WHAT IS NEEDED:
Make an exact copy of every entry.

------ DATA FOR THIS TASK ------

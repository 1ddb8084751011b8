//! CLI command implementations

pub mod analyze;
pub mod assets;
pub mod classify;
pub mod geocode;
pub mod health;
pub mod nearby;
pub mod reports;
pub mod score;
pub mod summarize;
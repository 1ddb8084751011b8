//! Assets commands - back-end asset catalogue management

use crate::context::Context;
use anyhow::Result;
use h2site_api_client::{AssetDraft, AssetRecord};
use h2site_cli::output::{format_count, Status};
use h2site_cli::progress;
use h2site_geo::GeoPoint;
use h2site_telemetry::Event;
use owo_colors::OwoColorize;
use serde_json::json;

/// List the catalogue, optionally narrowed to one category label
pub async fn list(ctx: &Context, category: Option<&str>) -> Result<()> {
    let client = ctx.client()?;

    let pb = progress::spinner("Fetching assets...");
    let mut records = match client.assets().list().await {
        Ok(records) => {
            pb.finish_and_clear();
            records
        }
        Err(e) => {
            progress::finish_error(&pb, "Failed to fetch assets");
            return Err(e.into());
        }
    };

    if let Some(category) = category {
        records.retain(|r| r.category == category);
    }

    if ctx.is_json() {
        return ctx.print_json(&records);
    }

    Status::header(&format!(
        "Asset catalogue ({})",
        format_count(records.len(), "asset", "assets")
    ));
    for record in &records {
        print_row(record);
    }
    Ok(())
}

/// Show one asset
pub async fn get(ctx: &Context, id: &str) -> Result<()> {
    let record = ctx.client()?.assets().get(id).await?;

    if ctx.is_json() {
        return ctx.print_json(&record);
    }

    Status::header(&record.name);
    println!("  ID:          {}", record.id);
    println!("  Category:    {}", record.category);
    match record.location {
        Some(point) => println!("  Location:    {:.5}, {:.5}", point.latitude, point.longitude),
        None => println!("  Location:    {}", "unknown".dimmed()),
    }
    for (label, value) in [
        ("Capacity:   ", &record.capacity),
        ("Status:     ", &record.status),
        ("Ownership:  ", &record.ownership),
        ("Description:", &record.description),
    ] {
        if let Some(value) = value {
            println!("  {label} {value}");
        }
    }
    if let Some(capex) = record.capex_estimate {
        println!("  CAPEX:       {capex}");
    }
    if let Some(opex) = record.opex_estimate {
        println!("  OPEX:        {opex}");
    }
    Ok(())
}

/// Create an asset
pub async fn create(
    ctx: &Context,
    name: String,
    category: String,
    location: GeoPoint,
    capex: Option<f64>,
    opex: Option<f64>,
    description: Option<String>,
) -> Result<()> {
    let mut draft = AssetDraft::new(name, category, location).with_costs(capex, opex);
    if let Some(description) = description {
        draft = draft.with_description(description);
    }
    draft.validate()?;

    let record = ctx.client()?.assets().create(&draft).await?;
    Event::new("asset_created", json!({ "id": record.id, "category": record.category })).log();

    if ctx.is_json() {
        return ctx.print_json(&record);
    }
    Status::success(&format!("Created {} ({})", record.name, record.id));
    Ok(())
}

/// Delete an asset
pub async fn delete(ctx: &Context, id: &str) -> Result<()> {
    ctx.client()?.assets().delete(id).await?;
    Event::new("asset_deleted", json!({ "id": id })).log();

    if ctx.is_json() {
        return ctx.print_json(&json!({ "deleted": id }));
    }
    Status::success(&format!("Deleted asset {id}"));
    Ok(())
}

fn print_row(record: &AssetRecord) {
    let location = record.location.map_or_else(
        || "-".to_string(),
        |p| format!("{:.4}, {:.4}", p.latitude, p.longitude),
    );
    println!(
        "  {:<8} {:<40} {:<20} {}",
        record.id,
        record.name,
        location.dimmed(),
        record.category.dimmed()
    );
}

------

FINISHED TASK:
repository 1ddb8084751011b8
//! CLI command implementations

pub mod analyze;
pub mod assets;
pub mod classify;
pub mod geocode;
pub mod health;
pub mod nearby;
pub mod reports;
pub mod score;
pub mod summarize;
repository 1ddb8084751011b8
//! Assets commands - back-end asset catalogue management

use crate::context::Context;
use anyhow::Result;
use h2site_api_client::{AssetDraft, AssetRecord};
use h2site_cli::output::{format_count, Status};
use h2site_cli::progress;
use h2site_geo::GeoPoint;
use h2site_telemetry::Event;
use owo_colors::OwoColorize;
use serde_json::json;

/// List the catalogue, optionally narrowed to one category label
pub async fn list(ctx: &Context, category: Option<&str>) -> Result<()> {
    let client = ctx.client()?;

    let pb = progress::spinner("Fetching assets...");
    let mut records = match client.assets().list().await {
        Ok(records) => {
            pb.finish_and_clear();
            records
        }
        Err(e) => {
            progress::finish_error(&pb, "Failed to fetch assets");
            return Err(e.into());
        }
    };

    if let Some(category) = category {
        records.retain(|r| r.category == category);
    }

    if ctx.is_json() {
        return ctx.print_json(&records);
    }

    Status::header(&format!(
        "Asset catalogue ({})",
        format_count(records.len(), "asset", "assets")
    ));
    for record in &records {
        print_row(record);
    }
    Ok(())
}

/// Show one asset
pub async fn get(ctx: &Context, id: &str) -> Result<()> {
    let record = ctx.client()?.assets().get(id).await?;

    if ctx.is_json() {
        return ctx.print_json(&record);
    }

    Status::header(&record.name);
    println!("  ID:          {}", record.id);
    println!("  Category:    {}", record.category);
    match record.location {
        Some(point) => println!("  Location:    {:.5}, {:.5}", point.latitude, point.longitude),
        None => println!("  Location:    {}", "unknown".dimmed()),
    }
    for (label, value) in [
        ("Capacity:   ", &record.capacity),
        ("Status:     ", &record.status),
        ("Ownership:  ", &record.ownership),
        ("Description:", &record.description),
    ] {
        if let Some(value) = value {
            println!("  {label} {value}");
        }
    }
    if let Some(capex) = record.capex_estimate {
        println!("  CAPEX:       {capex}");
    }
    if let Some(opex) = record.opex_estimate {
        println!("  OPEX:        {opex}");
    }
    Ok(())
}

/// Create an asset
pub async fn create(
    ctx: &Context,
    name: String,
    category: String,
    location: GeoPoint,
    capex: Option<f64>,
    opex: Option<f64>,
    description: Option<String>,
) -> Result<()> {
    let mut draft = AssetDraft::new(name, category, location).with_costs(capex, opex);
    if let Some(description) = description {
        draft = draft.with_description(description);
    }
    draft.validate()?;

    let record = ctx.client()?.assets().create(&draft).await?;
    Event::new("asset_created", json!({ "id": record.id, "category": record.category })).log();

    if ctx.is_json() {
        return ctx.print_json(&record);
    }
    Status::success(&format!("Created {} ({})", record.name, record.id));
    Ok(())
}

/// Delete an asset
pub async fn delete(ctx: &Context, id: &str) -> Result<()> {
    ctx.client()?.assets().delete(id).await?;
    Event::new("asset_deleted", json!({ "id": id })).log();

    if ctx.is_json() {
        return ctx.print_json(&json!({ "deleted": id }));
    }
    Status::success(&format!("Deleted asset {id}"));
    Ok(())
}

fn print_row(record: &AssetRecord) {
    let location = record.location.map_or_else(
        || "-".to_string(),
        |p| format!("{:.4}, {:.4}", p.latitude, p.longitude),
    );
    println!(
        "  {:<8} {:<40} {:<20} {}",
        record.id,
        record.name,
        location.dimmed(),
        record.category.dimmed()
    );
}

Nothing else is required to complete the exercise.